▸ Exercise requirements:
The exercise asks you to copy every line below in which "transfer" appears.

▸ Data shown:
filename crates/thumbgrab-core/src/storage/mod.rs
//! Thumbnail file lifecycle.
//!
//! Streamed bytes go to `<name>.part`; the final name only appears once the
//! transfer has completed (atomic rename), so a failed download never leaves
//! a truncated image under the final name.

mod writer;

pub use writer::ThumbnailWriter;

use std::path::{Path, PathBuf};

/// Suffix of the in-progress file next to the final one.
pub const TEMP_SUFFIX: &str = ".part";

/// `thumbnails/abc.jpg` → `thumbnails/abc.jpg.part`. Appends rather than
/// replacing the extension, so `watch?v=1.jpg` keeps its full name.
pub fn part_path(final_path: &Path) -> PathBuf {
    let mut name = final_path.as_os_str().to_owned();
    name.push(TEMP_SUFFIX);
    name.into()
}
//! CLI parse tests.

use super::{Cli, CliCommand};
use clap::Parser;

pub(super) fn parse(args: &[&str]) -> CliCommand {
    let cli = Cli::try_parse_from(args).unwrap();
    cli.command
}
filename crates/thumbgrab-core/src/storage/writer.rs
//! Sequential writer for a thumbnail's temp file.

use std::fs::{self, File};
use std::io::{self, BufWriter, Write};
use std::path::{Path, PathBuf};

/// Writes streamed image bytes to `<final>.part`, then renames onto the final path.
pub struct ThumbnailWriter {
    file: BufWriter<File>,
    temp_path: PathBuf,
    final_path: PathBuf,
}

impl ThumbnailWriter {
    /// Create the parent directory if needed and open a fresh temp file for `final_path`.
    /// Truncates a leftover temp file from an earlier run.
    pub fn create(final_path: &Path) -> io::Result<Self> {
        if let Some(parent) = final_path.parent() {
            if !parent.as_os_str().is_empty() {
                fs::create_dir_all(parent)?;
            }
        }
        let temp_path = super::part_path(final_path);
        let file = File::options()
            .write(true)
            .create(true)
            .truncate(true)
            .open(&temp_path)?;
        Ok(ThumbnailWriter {
            file: BufWriter::new(file),
            temp_path,
            final_path: final_path.to_path_buf(),
        })
    }

    /// Append one chunk.
    pub fn write_chunk(&mut self, data: &[u8]) -> io::Result<()> {
        self.file.write_all(data)
    }

    /// Path to the current temp file.
    pub fn temp_path(&self) -> &Path {
        &self.temp_path
    }

    /// Flush and rename the temp file onto the final path, replacing any existing file.
    ///
    /// On any error the temp file is removed before returning, so a failed
    /// finalize leaves neither a `.part` file nor a changed final file.
    pub fn finalize(self) -> io::Result<PathBuf> {
        let ThumbnailWriter {
            file,
            temp_path,
            final_path,
        } = self;
        let committed = file
            .into_inner()
            .map_err(|e| e.into_error())
            .and_then(|f| f.sync_all())
            .and_then(|()| fs::rename(&temp_path, &final_path));
        match committed {
            Ok(()) => Ok(final_path),
            Err(e) => {
                remove_temp(&temp_path);
                Err(e)
            }
        }
    }

    /// Drop the temp file after a failed transfer. The final path is never touched.
    pub fn abort(self) {
        drop(self.file);
        remove_temp(&self.temp_path);
    }
}

fn remove_temp(temp_path: &Path) {
    if let Err(e) = fs::remove_file(temp_path) {
        tracing::warn!("could not remove {}: {}", temp_path.display(), e);
    }
}
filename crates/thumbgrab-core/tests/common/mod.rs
#![allow(dead_code)]

pub mod page_server;
//! Property nodes and the arena that owns them

use crate::reflection::{ObjectRef, PropertyDescriptor, TypeDescriptor};
use std::sync::Arc;

/// Stable handle to a node in one tree
///
/// Ids are generation-checked: once a node is destroyed its id never
/// resolves again, even if the slot is reused.
#[derive(Debug, Clone, Copy, PartialEq, Eq, Hash)]
pub struct NodeId {
    index: u32,
    generation: u32,
}

/// Object-root payload: the instances edited together
#[derive(Debug, Clone, Default)]
pub struct ObjectNode {
    pub(crate) instances: Vec<ObjectRef>,
    pub(crate) base_type: Option<Arc<TypeDescriptor>>,
}

impl ObjectNode {
    /// Bound instances
    pub fn instances(&self) -> &[ObjectRef] {
        &self.instances
    }

    /// Most-derived type shared by every instance
    pub fn base_type(&self) -> Option<&Arc<TypeDescriptor>> {
        self.base_type.as_ref()
    }
}

/// How an item node relates to its parent's storage
#[derive(Debug, Clone, Copy, PartialEq, Eq)]
pub enum ItemRole {
    /// A field of an object or struct
    Member,
    /// One slot of a fixed-size inline array
    StaticElement,
    /// One element of a dynamic array
    DynamicElement,
}

/// Node variants
#[derive(Debug, Clone)]
pub enum NodeKind {
    /// Binds a set of instances; transparent in the visible list
    Object(ObjectNode),
    /// Groups properties under a dotted category path
    Category {
        /// Full dotted path of the category
        name: String,
    },
    /// A property value
    Item(ItemRole),
}

/// Why a node stopped producing children
#[derive(Debug, Clone, Copy, PartialEq, Eq)]
pub enum Truncation {
    /// The referenced object is already bound by an ancestor
    CircularReference,
    /// The remaining child depth reached zero
    DepthExhausted,
}

/// Expansion-related node state
#[derive(Debug, Clone, Copy, Default, PartialEq, Eq)]
pub struct ExpansionState {
    /// Children are shown
    pub expanded: bool,
    /// The node can have children
    pub expandable: bool,
    /// Children are only built on first expansion
    pub on_demand: bool,
    /// The node has been expanded at least once
    pub ever_expanded: bool,
    /// Children have been built for the current data
    pub materialized: bool,
    /// Set when child construction was cut short
    pub truncation: Option<Truncation>,
}

/// Visibility flags recomputed by every filter pass
#[derive(Debug, Clone, Copy, Default, PartialEq, Eq)]
pub struct VisibilityState {
    /// Currently shown
    pub seen: bool,
    /// The node itself passed the filter
    pub seen_due_to_filter: bool,
    /// A descendant passed the filter
    pub seen_due_to_child_filter: bool,
    /// The filter lets this node open normally below its parent
    pub parent_seen_due_to_filter: bool,
    /// A descendant is a favorite
    pub seen_due_to_child_favorite: bool,
}

/// How a node orders its children
#[derive(Debug, Clone, Copy, Default, PartialEq, Eq)]
pub struct ChildOrdering {
    /// Children are sorted at all
    pub sort_children: bool,
    /// Sort by declared order index instead of by name
    pub force_script_order: bool,
}

/// Favorite marker
#[derive(Debug, Clone, Copy, Default, PartialEq, Eq)]
pub struct FavoriteState {
    /// The node is a favorite
    pub favorite: bool,
    /// Position in the favorites view; meaningful only for favorites
    pub sort_index: Option<u32>,
}

/// What the staleness scan expects of a node's children
#[derive(Debug, Clone, Copy, Default, PartialEq, Eq)]
pub enum ExpectedChildShape {
    /// Nothing that can drift from live data
    #[default]
    Fixed,
    /// One child per live element of a dynamic array
    ArrayElements,
    /// Children exactly when the reference is non-null
    ObjectReference,
}

/// One node of a property tree
#[derive(Debug, Clone)]
pub struct PropertyNode {
    pub(crate) parent: Option<NodeId>,
    pub(crate) children: Vec<NodeId>,
    pub(crate) kind: NodeKind,
    pub(crate) property: Option<Arc<PropertyDescriptor>>,
    pub(crate) offset: usize,
    pub(crate) array_index: Option<usize>,
    pub(crate) display_name: String,
    pub(crate) order_index: Option<i32>,
    pub(crate) depth_remaining: Option<u32>,
    pub(crate) edit_const: bool,
    pub(crate) expansion: ExpansionState,
    pub(crate) visibility: VisibilityState,
    pub(crate) ordering: ChildOrdering,
    pub(crate) favorite: FavoriteState,
    pub(crate) shape: ExpectedChildShape,
}

impl PropertyNode {
    pub(crate) fn new(parent: Option<NodeId>, kind: NodeKind) -> Self {
        Self {
            parent,
            children: Vec::new(),
            kind,
            property: None,
            offset: 0,
            array_index: None,
            display_name: String::new(),
            order_index: None,
            depth_remaining: None,
            edit_const: false,
            expansion: ExpansionState::default(),
            visibility: VisibilityState::default(),
            ordering: ChildOrdering::default(),
            favorite: FavoriteState::default(),
            shape: ExpectedChildShape::default(),
        }
    }

    pub(crate) fn item(
        parent: NodeId,
        role: ItemRole,
        property: Arc<PropertyDescriptor>,
        offset: usize,
        array_index: Option<usize>,
    ) -> Self {
        let order_index = property.meta.order_index;
        Self {
            property: Some(property),
            offset,
            array_index,
            order_index,
            ..Self::new(Some(parent), NodeKind::Item(role))
        }
    }

    /// Enclosing node, `None` at the root
    pub fn parent(&self) -> Option<NodeId> {
        self.parent
    }

    /// Children in display order
    pub fn children(&self) -> &[NodeId] {
        &self.children
    }

    /// Node variant
    pub fn kind(&self) -> &NodeKind {
        &self.kind
    }

    /// Property descriptor; absent for object roots and categories
    pub fn property(&self) -> Option<&Arc<PropertyDescriptor>> {
        self.property.as_ref()
    }

    /// Byte offset from the parent's value address
    pub fn offset(&self) -> usize {
        self.offset
    }

    /// Element index for array elements
    pub fn array_index(&self) -> Option<usize> {
        self.array_index
    }

    /// Human-readable name
    pub fn display_name(&self) -> &str {
        &self.display_name
    }

    /// Remaining levels of children that may be built
    pub fn depth_remaining(&self) -> Option<u32> {
        self.depth_remaining
    }

    /// Expansion state
    pub fn expansion(&self) -> ExpansionState {
        self.expansion
    }

    /// Visibility state from the last filter pass
    pub fn visibility(&self) -> VisibilityState {
        self.visibility
    }

    /// Child ordering
    pub fn ordering(&self) -> ChildOrdering {
        self.ordering
    }

    /// Favorite marker
    pub fn favorite(&self) -> FavoriteState {
        self.favorite
    }

    /// Shape the staleness scan checks
    pub fn expected_shape(&self) -> ExpectedChildShape {
        self.shape
    }

    /// Children are shown
    pub fn is_expanded(&self) -> bool {
        self.expansion.expanded
    }

    /// The node can have children
    pub fn is_expandable(&self) -> bool {
        self.expansion.expandable
    }

    /// Currently shown
    pub fn is_seen(&self) -> bool {
        self.visibility.seen
    }

    /// Marked as a favorite
    pub fn is_favorite(&self) -> bool {
        self.favorite.favorite
    }

    /// Read-only
    pub fn is_edit_const(&self) -> bool {
        self.edit_const
    }

    /// Object-root payload, if this is an object root
    pub fn as_object(&self) -> Option<&ObjectNode> {
        match &self.kind {
            NodeKind::Object(object) => Some(object),
            _ => None,
        }
    }

    /// Whether this is an object root
    pub fn is_object(&self) -> bool {
        matches!(self.kind, NodeKind::Object(_))
    }

    /// Whether this node stands for a whole static array rather than one slot
    pub fn is_static_array_header(&self) -> bool {
        self.array_index.is_none()
            && self.property.as_ref().is_some_and(|p| p.is_static_array())
    }

    /// Whether the node's value is a dynamic array header
    pub fn is_dynamic_array(&self) -> bool {
        !self.is_static_array_header()
            && self.property.as_ref().is_some_and(|p| p.kind.is_dynamic_array())
    }

    /// Elements compared or copied for this node's value
    pub(crate) fn value_count(&self) -> usize {
        match &self.property {
            Some(p) if self.is_static_array_header() => p.array_dim,
            _ => 1,
        }
    }
}

#[derive(Debug)]
struct Slot {
    generation: u32,
    node: Option<PropertyNode>,
}

/// Generation-checked node storage
#[derive(Debug, Default)]
pub(crate) struct NodeArena {
    slots: Vec<Slot>,
    free: Vec<u32>,
    live: usize,
}

impl NodeArena {
    pub(crate) fn insert(&mut self, node: PropertyNode) -> NodeId {
        self.live += 1;
        match self.free.pop() {
            Some(index) => {
                let slot = &mut self.slots[index as usize];
                slot.node = Some(node);
                NodeId { index, generation: slot.generation }
            }
            None => {
                let index = self.slots.len() as u32;
                self.slots.push(Slot { generation: 0, node: Some(node) });
                NodeId { index, generation: 0 }
            }
        }
    }

    pub(crate) fn remove(&mut self, id: NodeId) -> Option<PropertyNode> {
        let slot = self.slots.get_mut(id.index as usize)?;
        if slot.generation != id.generation {
            return None;
        }

        let node = slot.node.take()?;
        slot.generation = slot.generation.wrapping_add(1);
        self.free.push(id.index);
        self.live -= 1;
        Some(node)
    }

    pub(crate) fn get(&self, id: NodeId) -> Option<&PropertyNode> {
        self.slots
            .get(id.index as usize)
            .filter(|slot| slot.generation == id.generation)
            .and_then(|slot| slot.node.as_ref())
    }

    pub(crate) fn get_mut(&mut self, id: NodeId) -> Option<&mut PropertyNode> {
        self.slots
            .get_mut(id.index as usize)
            .filter(|slot| slot.generation == id.generation)
            .and_then(|slot| slot.node.as_mut())
    }

    pub(crate) fn len(&self) -> usize {
        self.live
    }
}

#[cfg(test)]
mod tests {
    use super::*;

    #[test]
    fn test_stale_ids_do_not_resolve() {
        let mut arena = NodeArena::default();
        let first = arena.insert(PropertyNode::new(None, NodeKind::Item(ItemRole::Member)));

        assert!(arena.remove(first).is_some());
        assert!(arena.get(first).is_none());

        let second = arena.insert(PropertyNode::new(None, NodeKind::Item(ItemRole::Member)));
        assert_ne!(first, second);
        assert!(arena.get(first).is_none());
        assert!(arena.get(second).is_some());
        assert!(arena.remove(first).is_none());
        assert_eq!(arena.len(), 1);
    }
}
//! Multi-object comparison and default-value diff

use super::node::{NodeId, NodeKind};
use super::PropertyTree;
use crate::memory::{Address, MemoryReader};
use crate::reflection::{ObjectHost, ObjectRef, Reflection};
use crate::value;
use crate::{Error, Result};

/// Options for [`PropertyTree::resolve_read_addresses`]
#[derive(Debug, Clone, Copy, Default, PartialEq, Eq)]
pub struct ReadOptions {
    /// Fail when more than one instance is bound
    pub require_single_selection: bool,
    /// Compare values across instances; without this only references are
    /// compared and other values count as identical
    pub compare_contents: bool,
    /// Compare object references by target rather than by null-ness
    pub force_object_compare: bool,
    /// Allow bulk edits on arrays whose lengths differ across instances
    pub arrays_may_differ_in_size: bool,
}

/// One address per bound instance plus comparison results
#[derive(Debug, Clone, PartialEq, Eq)]
pub struct ReadAddresses {
    /// Base address of the node in each instance, in binding order
    pub addresses: Vec<Address>,
    /// Every instance holds the same value
    pub all_identical: bool,
    /// Every instance has the same array length
    pub uniform_shape: bool,
    /// An edit may be applied to every instance at once
    pub bulk_edit_allowed: bool,
}

impl<H: ObjectHost> PropertyTree<H> {
    /// Resolve a node's address in every instance bound above it
    pub fn resolve_read_addresses(&self, id: NodeId, options: ReadOptions) -> Result<ReadAddresses> {
        let node = self.nodes.get(id).ok_or(Error::InvalidNode)?;
        let instances = self.owning_instances(id);

        if instances.is_empty() {
            return Err(Error::NoInstances);
        }
        if options.require_single_selection && instances.len() > 1 {
            return Err(Error::MultipleSelection {
                count: instances.len(),
            });
        }

        let mut addresses = Vec::with_capacity(instances.len());
        for &instance in &instances {
            let address = self
                .resolve_base_address(id, instance.address())
                .ok_or_else(|| Error::AddressResolution {
                    path: self.qualified_path(id),
                    instance,
                })?;
            addresses.push(address);
        }

        let uniform_shape = self.has_uniform_shape(id, &instances);
        let all_identical = uniform_shape && self.values_identical(id, &addresses, options);

        if !node.is_object() && !all_identical {
            tracing::trace!("'{}' differs across {} objects", node.display_name, instances.len());
        }

        Ok(ReadAddresses {
            addresses,
            all_identical,
            uniform_shape,
            bulk_edit_allowed: uniform_shape || options.arrays_may_differ_in_size,
        })
    }

    /// Whether the node's value differs from its instances' archetype in
    /// any bound instance
    ///
    /// Instances without an archetype, or whose archetype's storage does
    /// not reach the node's top-level member, match by definition.
    pub fn differs_from_default(&self, id: NodeId) -> bool {
        let Some(node) = self.nodes.get(id) else {
            return false;
        };
        let Some(property) = node.property.as_ref() else {
            return false;
        };

        let count = node.value_count();
        let host = self.ctx.host.as_ref();

        for instance in self.owning_instances(id) {
            let Some(archetype) = self.default_source(id, instance) else {
                continue;
            };

            let current = self.resolve_base_address(id, instance.address());
            let default = self.resolve_base_address(id, archetype.address());
            match (current, default) {
                (Some(current), Some(default)) => {
                    if !value::identical(host, property, current, default, count).unwrap_or(false) {
                        return true;
                    }
                }
                _ => return true,
            }
        }
        false
    }

    /// Instances bound by the nearest object root above a node
    pub(super) fn owning_instances(&self, id: NodeId) -> Vec<ObjectRef> {
        self.owning_object(id)
            .and_then(|o| self.nodes.get(o))
            .and_then(|n| n.as_object())
            .map(|o| o.instances.clone())
            .unwrap_or_default()
    }

    /// The archetype holding the default for a node in one instance
    pub(super) fn default_source(&self, id: NodeId, instance: ObjectRef) -> Option<ObjectRef> {
        let host = self.ctx.host.as_ref();
        let archetype = host.archetype_of(instance)?;
        let archetype_class = host.class_of(archetype)?;
        let instance_class = host.class_of(instance)?;

        if archetype_class.name == instance_class.name {
            return Some(archetype);
        }

        let member = self.nodes.get(self.top_member(id))?;
        let property = member.property.as_ref()?;
        (member.offset + property.total_size() <= archetype_class.size).then_some(archetype)
    }

    /// Outermost item above a node that is still inside the same object
    fn top_member(&self, id: NodeId) -> NodeId {
        let mut top = id;
        while let Some(parent) = self.nodes.get(top).and_then(|n| n.parent) {
            match self.nodes.get(parent).map(|n| &n.kind) {
                Some(NodeKind::Item(_)) => top = parent,
                _ => break,
            }
        }
        top
    }

    /// Every dynamic array between `id` and its owning object, `id`
    /// included, has the same length across instances
    fn has_uniform_shape(&self, id: NodeId, instances: &[ObjectRef]) -> bool {
        let mut current = Some(id);
        while let Some(candidate) = current {
            let Some(node) = self.nodes.get(candidate) else {
                return false;
            };
            if node.is_object() {
                break;
            }
            if node.is_dynamic_array() && !self.array_lengths_agree(candidate, instances) {
                return false;
            }
            current = node.parent;
        }
        true
    }

    fn array_lengths_agree(&self, array: NodeId, instances: &[ObjectRef]) -> bool {
        let mut lengths = instances.iter().map(|instance| {
            self.resolve_base_address(array, instance.address())
                .and_then(|address| self.ctx.host.read_array_header(address).ok())
                .map(|header| header.len())
        });

        match lengths.next() {
            Some(Some(first)) => lengths.all(|len| len == Some(first)),
            Some(None) => false,
            None => true,
        }
    }

    fn values_identical(&self, id: NodeId, addresses: &[Address], options: ReadOptions) -> bool {
        let Some(node) = self.nodes.get(id) else {
            return false;
        };
        let Some(property) = node.property.as_ref() else {
            return true;
        };
        let Some((&first, rest)) = addresses.split_first() else {
            return true;
        };

        let host = self.ctx.host.as_ref();

        if property.kind.is_reference() && !node.is_static_array_header() {
            let target = |address: Address| host.read_pointer(address).ok().flatten();
            let first_target = target(first);
            return rest.iter().all(|&address| {
                if options.force_object_compare {
                    target(address) == first_target
                } else {
                    target(address).is_some() == first_target.is_some()
                }
            });
        }

        if !options.compare_contents {
            return true;
        }

        let count = node.value_count();
        rest.iter()
            .all(|&address| value::identical(host, property, first, address, count).unwrap_or(false))
    }
}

▸ Problem solution:
//! transfer has completed (atomic rename), so a failed download never leaves
    /// Drop the temp file after a failed transfer. The final path is never touched.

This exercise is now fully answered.